Crawfish in your yard ?


----------



## Betterthanmyneighbor (Jun 17, 2020)

Seed went down on Wednesday, mixed with sand. Put down about 4.5 lbs total. Used starter fertilizer and 0-0-50 potash a couple days prior and watered it in. Seeded with a Light blanket of peat moss.

I now believe the peat moss is an experiment to see how many types of weeds can be grown with newly seeded bermuda. All kinds of crap I didnt have previously. So light blanket of anxiety moss and water water water. Today is day 10 and seems to be going well. Iputdown another feeding of starter fertalizer today and watered it in. I think it said THANK YOU !!!


----------



## Betterthanmyneighbor (Jun 17, 2020)

Can I walk out there to pull these out yet ?


----------



## Betterthanmyneighbor (Jun 17, 2020)

Watered and pulled weeds - Day 15 I think .


----------



## Betterthanmyneighbor (Jun 17, 2020)




----------



## Hapa512 (Mar 22, 2020)

Looks great !! Good Job and nice germination. I think that was pretty fast germination myself. Whatever you're doing keep doing it! You'll be super happy with that Arden 15 !


----------



## Quitplayingcrabgrass (Apr 3, 2019)

That is awesome germination. You took the steps to do it right and you are going to reap the rewards!


----------



## Mtsdream (May 2, 2019)

Betterthanmyneighbor said:


>


Ive been really impressed with arden and mine seems to be getting darker in less than 2 months from germination. 2-3 more weeks and youll think its on steroids


----------



## Betterthanmyneighbor (Jun 17, 2020)

Lol I hope so. I felt like a planted a little late in the season. Gonna give it its first hair cut today @ 1"


----------



## Chocolate Lab (Jun 8, 2019)

Looks awesome! Another seeded success. It will indeed look like a golf course by next spring at the latest.
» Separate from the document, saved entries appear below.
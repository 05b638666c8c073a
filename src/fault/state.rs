//! Dynamic-rupture state of one fault plane segment.
//!
//! Carries the prescribed initial stress and friction parameters, the
//! evolving traction/slip/slip-rate fields, and the per-node rupture flags.
//! The friction law is linear slip-weakening; rupture flags only ever
//! latch on, they never revert.

use super::coef::FaultCoef;
use super::{FaultGridLayout, MINUS_SIDE, PLUS_SIDE};
use crate::error::{Result, TemblorError};

/// Variables published to neighbors and output writers, in pool order.
pub const NUM_FAULT_OUTPUT_VARS: usize = 9;
pub const FAULT_OUTPUT_VAR_NAMES: [&str; NUM_FAULT_OUTPUT_VARS] = [
    "Tn", "Ts1", "Ts2", "Slip", "Slip1", "Slip2", "Vs", "Vs1", "Vs2",
];

/// Classification of one fault node, derived from the latched flags and the
/// instantaneous slip rate. Purely diagnostic: the friction update reads the
/// flags, never this enum.
#[derive(Debug, Clone, Copy, PartialEq, Eq)]
pub enum RuptureState {
    /// Shear traction well below strength, never ruptured.
    Locked,
    /// Approaching failure: shear traction above the nucleation fraction of
    /// strength but not yet slipping.
    Nucleating,
    /// Actively slipping.
    Rupturing,
    /// Ruptured in the past, slip rate has dropped below the healing
    /// threshold. Strength stays at the dynamic level.
    Healed,
}

/// Fraction of static strength above which an unruptured node counts as
/// nucleating.
const NUCLEATION_FRACTION: f32 = 0.9;

/// Slip rate below which a ruptured node is reported as healed.
const HEAL_RATE: f32 = 1e-3;

/// Per-node prescribed parameters of the slip-weakening law.
#[derive(Debug, Clone, Copy)]
pub struct FrictionParams {
    /// Initial tractions in the fault frame (normal, strike, dip).
    /// Compression is negative normal traction.
    pub t0n: f32,
    pub t0s1: f32,
    pub t0s2: f32,
    /// Static and dynamic friction coefficients.
    pub mu_s: f32,
    pub mu_d: f32,
    /// Critical slip-weakening distance.
    pub dc: f32,
    /// Frictional cohesion.
    pub c0: f32,
}

/// Evolving rupture state of one plane segment.
///
/// All per-node arrays span the full padded plane; ghost nodes are filled
/// by exchange and read by the stencil, but the friction update sweeps
/// interior nodes only.
pub struct FaultPlane {
    pub layout: FaultGridLayout,

    // Prescribed fields.
    pub t0n: Vec<f32>,
    pub t0s1: Vec<f32>,
    pub t0s2: Vec<f32>,
    pub mu_s: Vec<f32>,
    pub mu_d: Vec<f32>,
    pub dc: Vec<f32>,
    pub c0: Vec<f32>,
    /// Radiation-damping viscosity relating excess traction to slip rate.
    pub eta: Vec<f32>,

    // Evolving fields, perturbations relative to the prescribed tractions.
    pub tn: Vec<f32>,
    pub ts1: Vec<f32>,
    pub ts2: Vec<f32>,
    pub slip: Vec<f32>,
    pub slip1: Vec<f32>,
    pub slip2: Vec<f32>,
    pub vs: Vec<f32>,
    pub vs1: Vec<f32>,
    pub vs2: Vec<f32>,
    pub peak_vs: Vec<f32>,
    /// First-rupture time per node; infinity until the node ruptures.
    pub init_t0: Vec<f32>,

    // Latched flags.
    pub flag_rup: Vec<bool>,
    /// Set once slip passes `dc`; friction stays at the dynamic level.
    pub united: Vec<bool>,
    /// Nodes the rupture is allowed to touch. Nodes outside stay welded.
    pub faultgrid: Vec<bool>,
}

impl FaultPlane {
    /// Build a plane with uniform friction parameters. The whole padded
    /// plane is rupturable; use [`Self::weld`] to pin barrier regions.
    pub fn uniform(layout: FaultGridLayout, params: FrictionParams, eta: f32) -> Result<Self> {
        if params.dc <= 0.0 {
            return Err(TemblorError::Config(format!(
                "slip-weakening distance must be positive, got {}",
                params.dc
            )));
        }
        if params.mu_d > params.mu_s {
            return Err(TemblorError::Config(format!(
                "dynamic friction {} exceeds static friction {}",
                params.mu_d, params.mu_s
            )));
        }
        if eta <= 0.0 {
            return Err(TemblorError::Config(format!(
                "radiation-damping viscosity must be positive, got {eta}"
            )));
        }
        let n = layout.siz_slice;
        Ok(Self {
            layout,
            t0n: vec![params.t0n; n],
            t0s1: vec![params.t0s1; n],
            t0s2: vec![params.t0s2; n],
            mu_s: vec![params.mu_s; n],
            mu_d: vec![params.mu_d; n],
            dc: vec![params.dc; n],
            c0: vec![params.c0; n],
            eta: vec![eta; n],
            tn: vec![0.0; n],
            ts1: vec![0.0; n],
            ts2: vec![0.0; n],
            slip: vec![0.0; n],
            slip1: vec![0.0; n],
            slip2: vec![0.0; n],
            vs: vec![0.0; n],
            vs1: vec![0.0; n],
            vs2: vec![0.0; n],
            peak_vs: vec![0.0; n],
            init_t0: vec![f32::INFINITY; n],
            flag_rup: vec![false; n],
            united: vec![false; n],
            faultgrid: vec![true; n],
        })
    }

    /// Build from per-side material via the coefficient bundle: eta is the
    /// harmonic combination of the two shear impedances.
    pub fn from_coef(coef: &FaultCoef, params: FrictionParams) -> Result<Self> {
        let mut plane = Self::uniform(coef.layout, params, 1.0)?;
        for (node, eta) in plane.eta.iter_mut().enumerate() {
            let zm = coef.impedance[MINUS_SIDE][node];
            let zp = coef.impedance[PLUS_SIDE][node];
            *eta = zm * zp / (zm + zp);
        }
        Ok(plane)
    }

    /// Mark a padded-coordinate node as unrupturable.
    pub fn weld(&mut self, j: usize, k: usize) {
        let idx = self.layout.idx(j, k);
        self.faultgrid[idx] = false;
    }

    /// Current frictional strength of a node. Compression is the positive
    /// part of the negative total normal traction; tension gives cohesion
    /// only.
    pub fn strength(&self, node: usize) -> f32 {
        let compression = (-(self.t0n[node] + self.tn[node])).max(0.0);
        self.c0[node] + self.friction(node) * compression
    }

    /// Slip-weakening friction coefficient. Linear from static to dynamic
    /// over `dc`; pinned at dynamic once the node is united.
    fn friction(&self, node: usize) -> f32 {
        if self.united[node] {
            return self.mu_d[node];
        }
        let w = (self.slip[node] / self.dc[node]).min(1.0);
        self.mu_s[node] + (self.mu_d[node] - self.mu_s[node]) * w
    }

    /// Total shear traction magnitude at a node.
    pub fn shear_traction(&self, node: usize) -> f32 {
        let s1 = self.t0s1[node] + self.ts1[node];
        let s2 = self.t0s2[node] + self.ts2[node];
        s1.hypot(s2)
    }

    /// One friction-law sweep over the interior nodes.
    ///
    /// Where shear traction exceeds strength the excess drives slip through
    /// the radiation-damping viscosity and the traction is capped at
    /// strength; elsewhere the node sticks and the slip rate is zero. Flags
    /// latch on and `init_t0` records the first rupture time.
    pub fn friction_update(&mut self, dt: f32, time: f32) -> Result<()> {
        if dt <= 0.0 {
            return Err(TemblorError::Config(format!(
                "friction update needs a positive time step, got {dt}"
            )));
        }
        let h = self.layout.halo;
        for k in h..h + self.layout.nk {
            for j in h..h + self.layout.nj {
                let node = self.layout.idx(j, k);
                if !self.faultgrid[node] {
                    self.vs[node] = 0.0;
                    self.vs1[node] = 0.0;
                    self.vs2[node] = 0.0;
                    continue;
                }

                let tau = self.shear_traction(node);
                let strength = self.strength(node);

                if tau > strength && tau > 0.0 {
                    // Sliding: the excess over strength drives slip through
                    // the radiation-damping viscosity.
                    let rate = (tau - strength) / self.eta[node];
                    let s1 = self.t0s1[node] + self.ts1[node];
                    let s2 = self.t0s2[node] + self.ts2[node];

                    self.vs[node] = rate;
                    self.vs1[node] = rate * s1 / tau;
                    self.vs2[node] = rate * s2 / tau;
                    self.slip1[node] += self.vs1[node] * dt;
                    self.slip2[node] += self.vs2[node] * dt;
                    self.slip[node] += rate * dt;
                    if rate > self.peak_vs[node] {
                        self.peak_vs[node] = rate;
                    }

                    if !self.flag_rup[node] {
                        self.flag_rup[node] = true;
                        self.init_t0[node] = time;
                    }
                    if self.slip[node] >= self.dc[node] {
                        self.united[node] = true;
                    }

                    // Cap the traction at the strength the accumulated slip
                    // leaves the node with.
                    let scale = self.strength(node) / tau;
                    self.ts1[node] = s1 * scale - self.t0s1[node];
                    self.ts2[node] = s2 * scale - self.t0s2[node];
                } else {
                    self.vs[node] = 0.0;
                    self.vs1[node] = 0.0;
                    self.vs2[node] = 0.0;
                }
            }
        }
        Ok(())
    }

    /// Diagnostic classification of one node.
    pub fn state_of(&self, node: usize) -> RuptureState {
        if self.flag_rup[node] {
            if self.vs[node] > HEAL_RATE {
                RuptureState::Rupturing
            } else {
                RuptureState::Healed
            }
        } else if self.shear_traction(node) > NUCLEATION_FRACTION * self.strength(node) {
            RuptureState::Nucleating
        } else {
            RuptureState::Locked
        }
    }

    /// The published variables, in [`FAULT_OUTPUT_VAR_NAMES`] order.
    pub fn output_vars(&self) -> [&[f32]; NUM_FAULT_OUTPUT_VARS] {
        [
            &self.tn, &self.ts1, &self.ts2, &self.slip, &self.slip1, &self.slip2, &self.vs,
            &self.vs1, &self.vs2,
        ]
    }

    pub fn output_vars_mut(&mut self) -> [&mut [f32]; NUM_FAULT_OUTPUT_VARS] {
        [
            &mut self.tn,
            &mut self.ts1,
            &mut self.ts2,
            &mut self.slip,
            &mut self.slip1,
            &mut self.slip2,
            &mut self.vs,
            &mut self.vs1,
            &mut self.vs2,
        ]
    }

    pub fn check_finite(&self, rank: usize, step: usize, plane: usize) -> Result<()> {
        for (name, var) in FAULT_OUTPUT_VAR_NAMES.iter().zip(self.output_vars()) {
            if var.iter().any(|v| !v.is_finite()) {
                return Err(TemblorError::NonFinite {
                    what: format!("fault variable {name}"),
                    rank,
                    step,
                    plane: Some(plane),
                });
            }
        }
        Ok(())
    }
}

#[cfg(test)]
mod tests {
    use super::*;
    use approx::assert_abs_diff_eq;

    fn params() -> FrictionParams {
        FrictionParams {
            t0n: -120e6,
            t0s1: 70e6,
            t0s2: 0.0,
            mu_s: 0.677,
            mu_d: 0.525,
            dc: 0.4,
            c0: 0.0,
        }
    }

    fn small_plane() -> FaultPlane {
        let layout = FaultGridLayout::new(4, 4, 1).unwrap();
        FaultPlane::uniform(layout, params(), 4.6e6).unwrap()
    }

    #[test]
    fn locked_below_strength() {
        let plane = small_plane();
        let node = plane.layout.idx(1, 1);
        // 70 MPa shear against 0.677 * 120 MPa = 81.24 MPa strength.
        assert!(plane.shear_traction(node) < plane.strength(node));
        assert_eq!(plane.state_of(node), RuptureState::Locked);
    }

    #[test]
    fn near_failure_node_is_nucleating() {
        let mut plane = small_plane();
        let node = plane.layout.idx(1, 1);
        // Raise shear to 95% of static strength.
        plane.ts1[node] = 0.95 * plane.strength(node) - plane.t0s1[node];
        assert_eq!(plane.state_of(node), RuptureState::Nucleating);
    }

    #[test]
    fn overstress_triggers_rupture_and_caps_traction() {
        let mut plane = small_plane();
        let node = plane.layout.idx(1, 1);
        // Push shear past static strength everywhere.
        for v in plane.ts1.iter_mut() {
            *v = 20e6;
        }
        plane.friction_update(0.01, 0.05).unwrap();

        assert!(plane.flag_rup[node]);
        assert_eq!(plane.init_t0[node], 0.05);
        assert!(plane.vs[node] > 0.0);
        assert!(plane.slip[node] > 0.0);
        assert_eq!(plane.state_of(node), RuptureState::Rupturing);
        // Traction capped at current strength, to rounding of the rescale.
        assert_abs_diff_eq!(
            plane.shear_traction(node),
            plane.strength(node),
            epsilon = 100.0
        );
    }

    #[test]
    fn flags_never_revert() {
        let mut plane = small_plane();
        let node = plane.layout.idx(2, 2);
        for v in plane.ts1.iter_mut() {
            *v = 20e6;
        }
        plane.friction_update(0.01, 0.0).unwrap();
        assert!(plane.flag_rup[node]);
        let t0 = plane.init_t0[node];

        // Reverse the stress perturbation entirely; flags must hold.
        for v in plane.ts1.iter_mut() {
            *v = -60e6;
        }
        plane.friction_update(0.01, 0.02).unwrap();
        assert!(plane.flag_rup[node]);
        assert_eq!(plane.init_t0[node], t0);
        assert_eq!(plane.vs[node], 0.0);
        assert_eq!(plane.state_of(node), RuptureState::Healed);
    }

    #[test]
    fn strength_decays_to_dynamic_level() {
        let mut plane = small_plane();
        let node = plane.layout.idx(1, 1);
        let static_strength = plane.strength(node);
        for v in plane.ts1.iter_mut() {
            *v = 40e6;
        }
        // Enough steps to accumulate slip past dc.
        for step in 0..200 {
            plane.friction_update(0.01, step as f32 * 0.01).unwrap();
            // Keep driving.
            let s = plane.strength(node) - plane.t0s1[node] + 10e6;
            plane.ts1[node] = s;
        }
        assert!(plane.united[node]);
        let dynamic_strength = plane.strength(node);
        assert!(dynamic_strength < static_strength);
        assert_abs_diff_eq!(
            dynamic_strength,
            plane.mu_d[node] * 120e6,
            epsilon = 1e3
        );
    }

    #[test]
    fn welded_nodes_never_slip() {
        let mut plane = small_plane();
        plane.weld(1, 1);
        let node = plane.layout.idx(1, 1);
        for v in plane.ts1.iter_mut() {
            *v = 50e6;
        }
        plane.friction_update(0.01, 0.0).unwrap();
        assert!(!plane.flag_rup[node]);
        assert_eq!(plane.slip[node], 0.0);
    }

    #[test]
    fn non_finite_variable_names_itself() {
        let mut plane = small_plane();
        plane.vs1[3] = f32::NAN;
        let err = plane.check_finite(0, 9, 2).unwrap_err();
        let msg = err.to_string();
        assert!(msg.contains("Vs1"));
        assert!(msg.contains("fault plane 2"));
    }

    #[test]
    fn ghost_nodes_untouched_by_update() {
        let mut plane = small_plane();
        for v in plane.ts1.iter_mut() {
            *v = 20e6;
        }
        plane.friction_update(0.01, 0.0).unwrap();
        // Node (0, 0) is in the halo ring.
        let ghost = plane.layout.idx(0, 0);
        assert!(!plane.flag_rup[ghost]);
        assert_eq!(plane.slip[ghost], 0.0);
    }
}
Very curious to see how your putting green does. Wonder how it will do cut that low. How low are you planning to cut that green, BTW?


----------



## Betterthanmyneighbor (Jun 17, 2020)

Chocolate Lab said:


> Looks awesome! Another seeded success. It will indeed look like a golf course by next spring at the latest.
> 
> Very curious to see how your putting green does. Wonder how it will do cut that low. How low are you planning to cut that green, BTW?


I plan to buy a greens mower as soon as the right one pops up for sale. I'm curious how it will handle being cut so low lol. I think that will definitely be next years project though. I'm going to shoot for 3/16 as a tester and go from there. If it wont hold up I may have to sod cut and plant something a little more greens worthy. Fingers crossed. I wish I could find a write up of someone that has tried it.


----------



## Betterthanmyneighbor (Jun 17, 2020)

Quitplayingcrabgrass said:


> That is awesome germination. You took the steps to do it right and you are going to reap the rewards!


Thanks, I appreciate the words of encouragement in such a stressful time lol. It's like a newborn baby haha.


----------



## Wiley (Dec 2, 2019)

Great progress so far!


----------



## Betterthanmyneighbor (Jun 17, 2020)

Wiley said:


> Great progress so far!


Thank you, I'm thoroughly enjoying it and quite pleased with it so far.


----------



## Betterthanmyneighbor (Jun 17, 2020)




----------



## Betterthanmyneighbor (Jun 17, 2020)




----------



## Betterthanmyneighbor (Jun 17, 2020)




----------



## Betterthanmyneighbor (Jun 17, 2020)




----------



## Betterthanmyneighbor (Jun 17, 2020)




----------



## Philly_Gunner (Apr 23, 2019)

Damn!! That's awesome.


----------